To analyze the clinical features, treatment outcomes, and prognostic factors associated with lymphoproliferative lesions of the ocular adnexa in a Korean population.

METHODS

Data from 69 patients treated for adnexal lymphoproliferative disease in the 12-year period from 1991 to 2002 were retrospectively evaluated.

RESULTS

The 69 patients had a median age of 46 years (range, 15-73 years); 60 of these patients were diagnosed with extranodal marginal zone B cell lymphomas (MALT lymphomas) and had 10 year cause specific survival and relapse free survival rates of 95.6% and 82.6%, respectively.
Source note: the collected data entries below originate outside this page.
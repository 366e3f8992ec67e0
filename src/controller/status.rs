//! Status and conditions management for MongoDBCluster resources
//!
//! This module provides utilities for managing Kubernetes-style conditions
//! and updating the status subresource.

use chrono::Utc;
use kube::api::{Patch, PatchParams};
use kube::{Api, ResourceExt};

use crate::controller::Context;
use crate::controller::error::Result;
use crate::crd::{ClusterPhase, Condition, MemberStatus, MongoDBCluster, MongoDBClusterStatus};
use crate::resources::common::FIELD_MANAGER;

/// Standard condition types following Kubernetes conventions
pub mod condition_types {
    /// Every exposed member has a resolved address
    pub const READY: &str = "Ready";
    /// Member addresses are still being resolved
    pub const PROGRESSING: &str = "Progressing";
    /// Cluster configuration is valid
    pub const CONFIG_VALID: &str = "ConfigurationValid";
}

/// Condition status values
pub mod condition_status {
    pub const TRUE: &str = "True";
    pub const FALSE: &str = "False";
    pub const UNKNOWN: &str = "Unknown";
}

/// Builder for creating and updating status conditions
pub struct ConditionBuilder {
    conditions: Vec<Condition>,
    generation: Option<i64>,
}

impl ConditionBuilder {
    /// Create a new condition builder
    pub fn new(generation: Option<i64>) -> Self {
        Self {
            conditions: Vec::new(),
            generation,
        }
    }

    /// Create from existing conditions
    pub fn from_existing(existing: Vec<Condition>, generation: Option<i64>) -> Self {
        Self {
            conditions: existing,
            generation,
        }
    }

    /// Set a condition, updating if it exists or adding if it doesn't
    ///
    /// The transition time only moves when the status changes.
    pub fn set_condition(mut self, type_: &str, status: &str, reason: &str, message: &str) -> Self {
        let now = Utc::now().to_rfc3339();

        if let Some(existing) = self.conditions.iter_mut().find(|c| c.type_ == type_) {
            if existing.status != status {
                existing.status = status.to_string();
                existing.last_transition_time = now;
            }
            existing.reason = reason.to_string();
            existing.message = message.to_string();
            existing.observed_generation = self.generation;
        } else {
            self.conditions.push(Condition {
                type_: type_.to_string(),
                status: status.to_string(),
                reason: reason.to_string(),
                message: message.to_string(),
                last_transition_time: now,
                observed_generation: self.generation,
            });
        }
        self
    }

    /// Set the Ready condition
    pub fn ready(self, is_ready: bool, reason: &str, message: &str) -> Self {
        self.set_condition(condition_types::READY, bool_status(is_ready), reason, message)
    }

    /// Set the Progressing condition
    pub fn progressing(self, is_progressing: bool, reason: &str, message: &str) -> Self {
        self.set_condition(
            condition_types::PROGRESSING,
            bool_status(is_progressing),
            reason,
            message,
        )
    }

    /// Set the ConfigurationValid condition from validation warnings
    pub fn config_valid(self, warnings: &[String]) -> Self {
        if warnings.is_empty() {
            self.set_condition(
                condition_types::CONFIG_VALID,
                condition_status::TRUE,
                "Valid",
                "Configuration is valid",
            )
        } else {
            // Still True: warnings fall back to defaults rather than blocking
            self.set_condition(
                condition_types::CONFIG_VALID,
                condition_status::TRUE,
                "ValidWithWarnings",
                &warnings.join("; "),
            )
        }
    }

    /// Build the conditions list
    pub fn build(self) -> Vec<Condition> {
        self.conditions
    }
}

fn bool_status(value: bool) -> &'static str {
    if value {
        condition_status::TRUE
    } else {
        condition_status::FALSE
    }
}

/// Count members with a resolved address
pub fn resolved_members(members: &[MemberStatus]) -> usize {
    members.iter().filter(|m| m.address.is_some()).count()
}

/// Running only when every exposed member has an address and nothing failed
pub fn member_phase(members: &[MemberStatus], last_error: Option<&str>) -> ClusterPhase {
    if last_error.is_none() && resolved_members(members) == members.len() {
        ClusterPhase::Running
    } else {
        ClusterPhase::Exposing
    }
}

fn existing_conditions(cluster: &MongoDBCluster) -> Vec<Condition> {
    cluster
        .status
        .as_ref()
        .map(|s| s.conditions.clone())
        .unwrap_or_default()
}

/// Status after a reconcile pass that resolved `members`
pub fn members_status(
    cluster: &MongoDBCluster,
    members: Vec<MemberStatus>,
    warnings: &[String],
    last_error: Option<String>,
) -> MongoDBClusterStatus {
    let generation = cluster.metadata.generation;
    let phase = member_phase(&members, last_error.as_deref());
    let message = format!(
        "{}/{} exposed members have an address",
        resolved_members(&members),
        members.len()
    );

    let builder = ConditionBuilder::from_existing(existing_conditions(cluster), generation);
    let conditions = match phase {
        ClusterPhase::Running => builder
            .ready(true, "MembersExposed", &message)
            .progressing(false, "Stable", "All services are applied"),
        _ => builder
            .ready(false, "AwaitingAddresses", &message)
            .progressing(true, "ResolvingAddresses", &message),
    }
    .config_valid(warnings)
    .build();

    MongoDBClusterStatus {
        phase,
        observed_generation: generation,
        conditions,
        members,
        last_error,
    }
}

/// Status after a reconcile that failed before member addresses were resolved
///
/// Member addresses from the previous status are kept.
pub fn failed_status(
    cluster: &MongoDBCluster,
    reason: &str,
    message: &str,
) -> MongoDBClusterStatus {
    let generation = cluster.metadata.generation;
    let conditions = ConditionBuilder::from_existing(existing_conditions(cluster), generation)
        .ready(false, reason, message)
        .progressing(false, "Failed", message)
        .build();

    MongoDBClusterStatus {
        phase: ClusterPhase::Failed,
        observed_generation: generation,
        conditions,
        members: cluster
            .status
            .as_ref()
            .map(|s| s.members.clone())
            .unwrap_or_default(),
        last_error: Some(message.to_string()),
    }
}

/// Status manager for MongoDBCluster resources
pub struct StatusManager<'a> {
    cluster: &'a MongoDBCluster,
    ctx: &'a Context,
    ns: &'a str,
}

impl<'a> StatusManager<'a> {
    /// Create a new status manager
    pub fn new(cluster: &'a MongoDBCluster, ctx: &'a Context, ns: &'a str) -> Self {
        Self { cluster, ctx, ns }
    }

    /// Update the cluster status with full status object
    pub async fn update(&self, status: MongoDBClusterStatus) -> Result<()> {
        let api: Api<MongoDBCluster> = Api::namespaced(self.ctx.client.clone(), self.ns);
        let name = self.cluster.name_any();

        let patch = serde_json::json!({
            "status": status
        });

        api.patch_status(
            &name,
            &PatchParams::apply(FIELD_MANAGER),
            &Patch::Merge(&patch),
        )
        .await?;

        Ok(())
    }

    /// Record member addresses, Running once every member is resolved
    pub async fn set_members(
        &self,
        members: Vec<MemberStatus>,
        warnings: &[String],
        last_error: Option<String>,
    ) -> Result<()> {
        self.update(members_status(self.cluster, members, warnings, last_error))
            .await
    }

    /// Update status for a failed reconciliation, keeping known member addresses
    pub async fn set_failed(&self, reason: &str, message: &str) -> Result<()> {
        self.update(failed_status(self.cluster, reason, message))
            .await
    }
}

/// Check if the cluster spec has changed by comparing observed generation
pub fn spec_changed(cluster: &MongoDBCluster) -> bool {
    let current_generation = cluster.metadata.generation;
    let observed_generation = cluster.status.as_ref().and_then(|s| s.observed_generation);

    match (current_generation, observed_generation) {
        (Some(current), Some(observed)) => current != observed,
        _ => true,
    }
}
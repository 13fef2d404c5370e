//! Domain configuration documents
//!
//! Loads the per-domain JSON document written by the provisioning system and
//! validates it into a [`DomainConfig`].
//! Default location: /var/lib/infra/network/<domain>.json

use crate::error::{AnnounceError, Result};
use crate::model::{AddressEntry, DeclaredFamily, DomainConfig, SubnetEntry};
use announcer_types::{IpCidr, MacAddress};
use serde::{Deserialize, Serialize};
use std::fs;
use std::net::IpAddr;
use std::path::{Path, PathBuf};
use tracing::debug;

/// Directory holding one `<domain>.json` document per domain
pub const DEFAULT_CONFIG_DIR: &str = "/var/lib/infra/network";

/// Rule preference used when the document names none.
///
/// Rules need an explicit preference for the kernel to recognise a
/// repeated add as a duplicate.
pub const DEFAULT_RULE_PRIORITY: u32 = 1000;

/// One entry of `ip_addresses`
#[derive(Debug, Clone, Serialize, Deserialize)]
pub struct AddressDocument {
    pub family: String,
    pub address: String,
}

/// One entry of `ip_networks`
#[derive(Debug, Clone, Serialize, Deserialize)]
pub struct NetworkDocument {
    pub family: String,
    pub network: String,
    #[serde(default)]
    pub next_hop: Option<String>,
}

/// Configuration document as stored on disk
#[derive(Debug, Clone, Serialize, Deserialize)]
pub struct DomainDocument {
    pub domain_id: u64,

    #[serde(default)]
    pub ip_addresses: Vec<AddressDocument>,

    #[serde(default)]
    pub ip_networks: Vec<NetworkDocument>,

    pub mac_address: String,

    pub interface: String,

    /// Routing table id, 0 selects the kernel main table
    #[serde(default)]
    pub table: u32,

    /// Policy rule preference, 0 or absent selects the default
    #[serde(default)]
    pub rule_priority: u32,
}

/// Returns the document path for a domain inside `dir`.
///
/// The identifier must be a plain file stem.
pub fn document_path(dir: impl AsRef<Path>, domain: &str) -> Result<PathBuf> {
    if domain.is_empty()
        || domain == "."
        || domain == ".."
        || domain.contains('/')
        || domain.contains('\0')
    {
        return Err(AnnounceError::InvalidDomain(domain.to_string()));
    }
    Ok(dir.as_ref().join(format!("{}.json", domain)))
}

impl DomainDocument {
    /// Load a document from file
    pub fn load(path: impl AsRef<Path>) -> Result<Self> {
        let path = path.as_ref();

        let content = fs::read_to_string(path).map_err(|source| AnnounceError::ConfigLoad {
            path: path.to_path_buf(),
            source,
        })?;

        let document: DomainDocument =
            serde_json::from_str(&content).map_err(|source| AnnounceError::ConfigParse {
                path: path.to_path_buf(),
                source,
            })?;

        debug!(
            path = %path.display(),
            domain_id = document.domain_id,
            addresses = document.ip_addresses.len(),
            networks = document.ip_networks.len(),
            "Loaded domain configuration"
        );
        Ok(document)
    }

    /// Parse every address field, failing on the first malformed one
    pub fn validate(self) -> Result<DomainConfig> {
        let mac_address = self
            .mac_address
            .parse::<MacAddress>()
            .map_err(AnnounceError::InvalidMac)?;

        let addresses = self
            .ip_addresses
            .iter()
            .enumerate()
            .map(|(i, entry)| {
                Ok(AddressEntry {
                    family: DeclaredFamily::parse(&entry.family),
                    cidr: parse_cidr(&entry.address, || format!("ip_addresses[{}].address", i))?,
                })
            })
            .collect::<Result<Vec<_>>>()?;

        let subnets = self
            .ip_networks
            .iter()
            .enumerate()
            .map(|(i, entry)| {
                Ok(SubnetEntry {
                    family: DeclaredFamily::parse(&entry.family),
                    cidr: parse_cidr(&entry.network, || format!("ip_networks[{}].network", i))?,
                    next_hop: parse_next_hop(entry.next_hop.as_deref(), || {
                        format!("ip_networks[{}].next_hop", i)
                    })?,
                })
            })
            .collect::<Result<Vec<_>>>()?;

        Ok(DomainConfig {
            domain_id: self.domain_id,
            interface: self.interface,
            mac_address,
            table: (self.table != 0).then_some(self.table),
            rule_priority: match self.rule_priority {
                0 => DEFAULT_RULE_PRIORITY,
                priority => priority,
            },
            addresses,
            subnets,
        })
    }
}

/// Load and validate the document for `domain` from `dir`
pub fn load_domain(dir: impl AsRef<Path>, domain: &str) -> Result<DomainConfig> {
    let path = document_path(dir, domain)?;
    DomainDocument::load(&path)?.validate()
}

fn parse_cidr(value: &str, field: impl FnOnce() -> String) -> Result<IpCidr> {
    value.parse().map_err(|source| AnnounceError::InvalidCidr {
        field: field(),
        source,
    })
}

fn parse_next_hop(value: Option<&str>, field: impl FnOnce() -> String) -> Result<Option<IpAddr>> {
    match value.map(str::trim) {
        None | Some("") => Ok(None),
        Some(raw) => raw
            .parse()
            .map(Some)
            .map_err(|_| AnnounceError::InvalidNextHop {
                field: field(),
                value: raw.to_string(),
            }),
    }
}
//! Lifecycle phases and the provisioning pipeline behind them

use crate::error::{AnnounceError, Result};
use crate::gateway::RoutingGateway;
use crate::link_local;
use crate::model::DomainConfig;
use crate::primitives::{EntryPrimitives, PrimitiveBuilder};
use crate::reconciler::{ReconcileMode, ReconcileReport, Reconciler};
use std::fmt;
use std::str::FromStr;
use tracing::{info, instrument};

/// Phase named by the virtualization host's hook argument
#[derive(Debug, Clone, Copy, PartialEq, Eq)]
pub enum HookPhase {
    PreStart,
    PostStart,
    PreStop,
    PostStop,
}

impl HookPhase {
    pub fn as_str(&self) -> &'static str {
        match self {
            HookPhase::PreStart => "pre-start",
            HookPhase::PostStart => "post-start",
            HookPhase::PreStop => "pre-stop",
            HookPhase::PostStop => "post-stop",
        }
    }

    /// Reconciliation pass for this phase, `None` for the no-op phases
    pub fn mode(&self) -> Option<ReconcileMode> {
        match self {
            HookPhase::PostStart => Some(ReconcileMode::Provision),
            HookPhase::PostStop => Some(ReconcileMode::Deprovision),
            HookPhase::PreStart | HookPhase::PreStop => None,
        }
    }
}

impl FromStr for HookPhase {
    type Err = AnnounceError;

    fn from_str(s: &str) -> Result<Self> {
        match s {
            "pre-start" => Ok(HookPhase::PreStart),
            "post-start" => Ok(HookPhase::PostStart),
            "pre-stop" => Ok(HookPhase::PreStop),
            "post-stop" => Ok(HookPhase::PostStop),
            other => Err(AnnounceError::UnrecognizedAction(other.to_string())),
        }
    }
}

impl fmt::Display for HookPhase {
    fn fmt(&self, f: &mut fmt::Formatter<'_>) -> fmt::Result {
        f.write_str(self.as_str())
    }
}

/// Build every entry's primitives for the domain attached at `link_index`
pub fn plan(config: &DomainConfig, link_index: u32) -> Vec<EntryPrimitives> {
    let link_local = link_local::derive(&config.mac_address);
    PrimitiveBuilder::new(config, link_index, link_local).domain(config)
}

/// Plan and apply one pass, failing if any primitive failed
#[instrument(skip(config, gateway), fields(domain = config.domain_id, interface = %config.interface))]
pub fn execute<G: RoutingGateway>(
    config: &DomainConfig,
    link_index: u32,
    mode: ReconcileMode,
    gateway: G,
) -> Result<ReconcileReport> {
    let entries = plan(config, link_index);
    info!(
        entries = entries.len(),
        primitives = entries.iter().map(|e| e.primitives.len()).sum::<usize>(),
        "Starting {}",
        mode
    );

    let mut reconciler = Reconciler::new(gateway);
    reconciler.apply(&entries, mode).into_result()
}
Of 6 patients (8.7%) with concurrent systemic lymphoma, including 4 diagnosed with stage IV disease, 3 died from lymphoma. Only one patient with a primary ocular adnexal MALT lymphoma developed systemic lymphoma, which was treated with surgical resection. Local recurrence either at the primary site or in the fellow eye occurred in 11.6% of patients at a median follow-up time of 102 months (range, 79-132 months), and was controlled using repeat irradiation in all cases. Statistical analysis showed the presence of concurrent systemic lymphoma, bilateral disease, and an advanced stage at diagnosis, were linked to lymphoma-related death (Log-rank test, p < 0.05) and systemic progression (Fisher's exact test, p < 0.05), and that the tumor location was not a prognostic factor for lymphoma-related death or relapse at any site.

CONCLUSIONS

Ocular adnexal lymphoproliferative disease in Koreans occurred at a relatively young age, and was mostly orbitally located and of the MALT subtype, which is highly localized and rarely associated with extraorbital relapse. Primary or secondary status, stage at presentation, and bilaterality were found to be prognostic factors.